夏の思い出

楠秋生

特別な夏休み

 もうすぐ特別な夏休みがやってくる。僕はお父さんの話を聞いてから、楽しみで楽しみでしかたなくなっていた。


 その話を聞いたのは、まだ梅雨が明ける前の蒸し暑い日曜日の午後だった。外はしとしと雨が降っていた。ゲームにもあきてぼーっとソファーでテレビを眺めていた僕の隣に、お父さんが座った。


「聡。夏休みのことだけどな」


 それだけ言ってお父さんが続きを言わないから、僕は不思議に思って前に聞いてたことを確認した。


「お母さんと二人で加奈おばあちゃん家に行くんでしょ?」


 お母さんのお腹には僕の弟か妹がいて、七月の終わりに生まれる予定だった。だから、夏休みに入ったらすぐに、隣の県のお母さんの実家の加奈おばあちゃん家に行って、夏休みが終わるまでそこで過ごすことになっていた。
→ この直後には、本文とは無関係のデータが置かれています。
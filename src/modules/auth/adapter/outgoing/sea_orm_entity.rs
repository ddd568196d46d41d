use sea_orm::entity::prelude::*;
use serde::{Deserialize, Serialize};

#[derive(Clone, Debug, PartialEq, Eq, DeriveEntityModel, Serialize, Deserialize)]
#[sea_orm(table_name = "users")]
pub struct Model {
    #[sea_orm(primary_key, column_type = "Uuid")]
    pub id: Uuid,

    #[sea_orm(column_type = "Text", string_len = 255, unique)]
    pub email: String,

    #[sea_orm(column_type = "Text", string_len = 255)]
    pub password_hash: String,

    #[sea_orm(column_type = "TimestampWithTimeZone")]
    pub created_at: DateTimeWithTimeZone,

    #[sea_orm(column_type = "TimestampWithTimeZone")]
    pub updated_at: DateTimeWithTimeZone,
}

#[derive(Copy, Clone, Debug, EnumIter, DeriveRelation)]
pub enum Relation {}

impl ActiveModelBehavior for ActiveModel {}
「うん、それなんだけど。聡、一人で田舎のじいちゃん家で過ごすのは無理か?」

「え? 僕一人で行くの?」

「行きと帰りは、父さんが送り迎えするよ。それからお盆休みにもいつも通り五日ほど行くけど、どうかな?」


 毎年お盆の間しか行かないじいちゃん家。周りには田んぼや林があって、虫もいっぱいいる。すぐ近くにいとこの家もある。断然そっちの方が楽しいに決まっている。 

 じいちゃんはちょっと厳しいところもあるけど面白い話をしてくれるし、去年教えてもらった将棋の相手もきっとたくさんしてくれるだろう。喜代ばあちゃんはおっちょこちょいだけど、お母さんみたいにあれこれ口うるさくない。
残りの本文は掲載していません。